I have been perhaps deliberately unfair to Major Attlee, suggesting that he almost personally extinguished good taste in favour of a brutally Modernistic aesthetic, and espoused the tactics of the Fabians to subvert and undermine all our values. Reading through a collection of Attlee quotations, however, I was struck by the fairness and middle-groundedness of his position – not only pre-Blair, but pre-Wilson, loyal and patriotic, seeing the Empire-Commonwealth as our repository of good sense and fairness, yet feeling a kind of bloodlessness about a man who casually dismissed Christianity in those terse words, ‘approve the ethic, but not the mumbo-jumbo’ and, in a calculated snub to most of the Articles of the Creed, in true ‘Christian Socialist’ style declared himself an agnostic – not least about Eternal Life. It might well be that, in holding together all the strands of Labour feeling and thought, it was necessary for him to hold back the wild horses such as Aneurin Bevan, relying on the rock-solid sense of an Ernest Bevin to push things through in a moderate, centrist way he could only proceed cautiously. Yet, letting Herbert Morrison have his head at LCC  over things like the RFH and Festival of Britain – all to be re-hashed a generation later, under Morrison’s grandson Mandelson – shows, to me, a deficient sense of the importance of symbols and any feeling for Transcendence. But I think it is fair to say that the aesthetics of post-1945 Labour were little different from those of 1930’s German Socialism, in many cases, inferior. The impetus given to progressivism also meant the virtual killing off of an entire school of poesy, neatly packaged as ‘The Georgians’, so ‘old-hat’ Conservative, derivative, hide-bound, and so on. Read some of ‘The Squirearchy’ – not least Sir John Squire himself – to see what craftsmanlike stuff has been, in effect, committed to the flames.

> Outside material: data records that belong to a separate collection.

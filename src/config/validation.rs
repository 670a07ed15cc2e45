//! Configuration validation.
//!
//! Serde handles syntax; this module checks values that would make the
//! pipeline unsafe or meaningless. All errors are collected so an operator
//! can fix a config file in one pass.

use std::fmt;
use std::net::SocketAddr;

use crate::config::schema::GatewayConfig;

const PLACEHOLDER_SECRET: &str = "CHANGE_ME_IN_PRODUCTION";
const MIN_SECRET_LEN: usize = 32;
const MAX_TOKEN_TTL_HOURS: i64 = 8_760;
const MAX_RESET_TOKEN_TTL_MINUTES: i64 = 1_440;

/// A single semantic problem with a configuration.
#[derive(Debug, Clone, PartialEq, Eq)]
pub struct ValidationError {
    pub field: &'static str,
    pub message: String,
}

impl ValidationError {
    fn new(field: &'static str, message: impl Into<String>) -> Self {
        Self {
            field,
            message: message.into(),
        }
    }
}

impl fmt::Display for ValidationError {
    fn fmt(&self, f: &mut fmt::Formatter<'_>) -> fmt::Result {
        write!(f, "{}: {}", self.field, self.message)
    }
}

/// Validate a loaded configuration, returning every error found.
pub fn validate_config(config: &GatewayConfig) -> Result<(), Vec<ValidationError>> {
    let mut errors = Vec::new();

    if config.listener.bind_address.parse::<SocketAddr>().is_err() {
        errors.push(ValidationError::new(
            "listener.bind_address",
            format!("'{}' is not a socket address", config.listener.bind_address),
        ));
    }
    if config.listener.request_timeout_secs == 0 {
        errors.push(ValidationError::new("listener.request_timeout_secs", "must be > 0"));
    }

    if config.rate_limit.enabled {
        if config.rate_limit.max_requests == 0 {
            errors.push(ValidationError::new("rate_limit.max_requests", "must be > 0"));
        }
        if config.rate_limit.window_secs == 0 {
            errors.push(ValidationError::new("rate_limit.window_secs", "must be > 0"));
        }
        if config.rate_limit.sweep_interval_secs == 0 {
            errors.push(ValidationError::new("rate_limit.sweep_interval_secs", "must be > 0"));
        }
    }

    if config.cors.allowed_origins.is_empty() && !config.cors.allow_missing_origin {
        errors.push(ValidationError::new(
            "cors.allowed_origins",
            "empty allow-list rejects every request",
        ));
    }
    for origin in &config.cors.allowed_origins {
        if origin.ends_with('/') || !(origin.starts_with("http://") || origin.starts_with("https://")) {
            errors.push(ValidationError::new(
                "cors.allowed_origins",
                format!("'{}' is not a scheme://host[:port] origin", origin),
            ));
        }
    }

    if config.hpp.check_body && config.hpp.body_content_type.trim().is_empty() {
        errors.push(ValidationError::new("hpp.body_content_type", "must be set when check_body is enabled"));
    }

    let secret = &config.auth.jwt_secret;
    if secret == PLACEHOLDER_SECRET {
        errors.push(ValidationError::new("auth.jwt_secret", "placeholder secret must be replaced"));
    } else if secret.len() < MIN_SECRET_LEN {
        errors.push(ValidationError::new(
            "auth.jwt_secret",
            format!("must be at least {} bytes", MIN_SECRET_LEN),
        ));
    }
    if !(1..=MAX_TOKEN_TTL_HOURS).contains(&config.auth.token_ttl_hours) {
        errors.push(ValidationError::new(
            "auth.token_ttl_hours",
            format!("must be between 1 and {}", MAX_TOKEN_TTL_HOURS),
        ));
    }
    if !(1..=MAX_RESET_TOKEN_TTL_MINUTES).contains(&config.auth.reset_token_ttl_minutes) {
        errors.push(ValidationError::new(
            "auth.reset_token_ttl_minutes",
            format!("must be between 1 and {}", MAX_RESET_TOKEN_TTL_MINUTES),
        ));
    }
    if config.auth.cookie_name.is_empty()
        || config.auth.cookie_name.contains(|c: char| c == '=' || c == ';' || c.is_whitespace())
    {
        errors.push(ValidationError::new("auth.cookie_name", "must be a non-empty cookie token"));
    }
    for path in &config.auth.excluded_paths {
        if !path.starts_with('/') {
            errors.push(ValidationError::new(
                "auth.excluded_paths",
                format!("'{}' must start with '/'", path),
            ));
        }
    }

    if config.observability.metrics_enabled
        && config.observability.metrics_address.parse::<SocketAddr>().is_err()
    {
        errors.push(ValidationError::new(
            "observability.metrics_address",
            format!("'{}' is not a socket address", config.observability.metrics_address),
        ));
    }

    if errors.is_empty() {
        Ok(())
    } else {
        Err(errors)
    }
}

#[cfg(test)]
mod tests {
    use super::*;

    fn valid_config() -> GatewayConfig {
        let mut config = GatewayConfig::default();
        config.auth.jwt_secret = "a-very-long-secret-for-signing-tokens-0123".to_string();
        config
    }

    #[test]
    fn test_valid_config_passes() {
        assert!(validate_config(&valid_config()).is_ok());
    }

    #[test]
    fn test_placeholder_secret_rejected() {
        let errors = validate_config(&GatewayConfig::default()).unwrap_err();
        assert!(errors.iter().any(|e| e.field == "auth.jwt_secret"));
    }

    #[test]
    fn test_reports_every_error() {
        let mut config = valid_config();
        config.rate_limit.max_requests = 0;
        config.rate_limit.window_secs = 0;
        config.auth.excluded_paths.push("execs/login".to_string());
        config.cors.allowed_origins.push("https://trailing.example/".to_string());

        let errors = validate_config(&config).unwrap_err();
        let fields: Vec<_> = errors.iter().map(|e| e.field).collect();
        assert!(fields.contains(&"rate_limit.max_requests"));
        assert!(fields.contains(&"rate_limit.window_secs"));
        assert!(fields.contains(&"auth.excluded_paths"));
        assert!(fields.contains(&"cors.allowed_origins"));
    }

    #[test]
    fn test_token_lifetimes_bounded() {
        let mut config = valid_config();
        config.auth.token_ttl_hours = i64::MAX;
        config.auth.reset_token_ttl_minutes = i64::MAX;
        let errors = validate_config(&config).unwrap_err();
        let fields: Vec<_> = errors.iter().map(|e| e.field).collect();
        assert_eq!(fields, vec!["auth.token_ttl_hours", "auth.reset_token_ttl_minutes"]);

        config.auth.token_ttl_hours = MAX_TOKEN_TTL_HOURS;
        config.auth.reset_token_ttl_minutes = MAX_RESET_TOKEN_TTL_MINUTES;
        assert!(validate_config(&config).is_ok());

        config.auth.token_ttl_hours = 0;
        assert!(validate_config(&config).is_err());
    }

    #[test]
    fn test_disabled_rate_limit_skips_checks() {
        let mut config = valid_config();
        config.rate_limit.enabled = false;
        config.rate_limit.max_requests = 0;
        assert!(validate_config(&config).is_ok());
    }
}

He seems firmly to have believed in the ‘planned Economy’: as though ‘capitalists’, never planned their endeavours! That is to say, he believed (by an unacknowledged ‘act of /Faith’ in this faithless man:  Q: Are you an agnostic? A:“ I don’t know.”) that ‘the man in Whitehall knows best.’; that those who govern us, are above and beyond any scrutiny, their motives, above all, being all-benign and entirely beneficent. Of late, such notions seem to most of us, I think, to be positively Byzantine. So, whither did Attlee’s people turn for advice? Not, obviously, to those whose artistic endeavours had been successful, their paintings bought, their books sold.
Down ‘ere, you can’t step out of your front door without falling over an artist: I have neighbours who are artists, acquaintances who are ‘sculptors’ (and have web-sites); the County Council is currently spending who-knows-how-much on building what promises to be one of the evillest-looking building here, in this modest, not unhandsome ‘Railway Town’, to become a ‘hub’ for artistic ventures… My guess is that this otiose laying out of tax-payers’ money, will not usher in a new Renaissance of the Arts, but rather an ‘expense of spirit in a waste of shame’, almost. ‘Artists’ and ‘sculptors’ seem to have been managing quite well on their own account not least since the piercing clarity of the UV-rich light led real, craftsmanlike painters hither in the Nineteenth Century – without, it seems, the agency of any Government ‘help’.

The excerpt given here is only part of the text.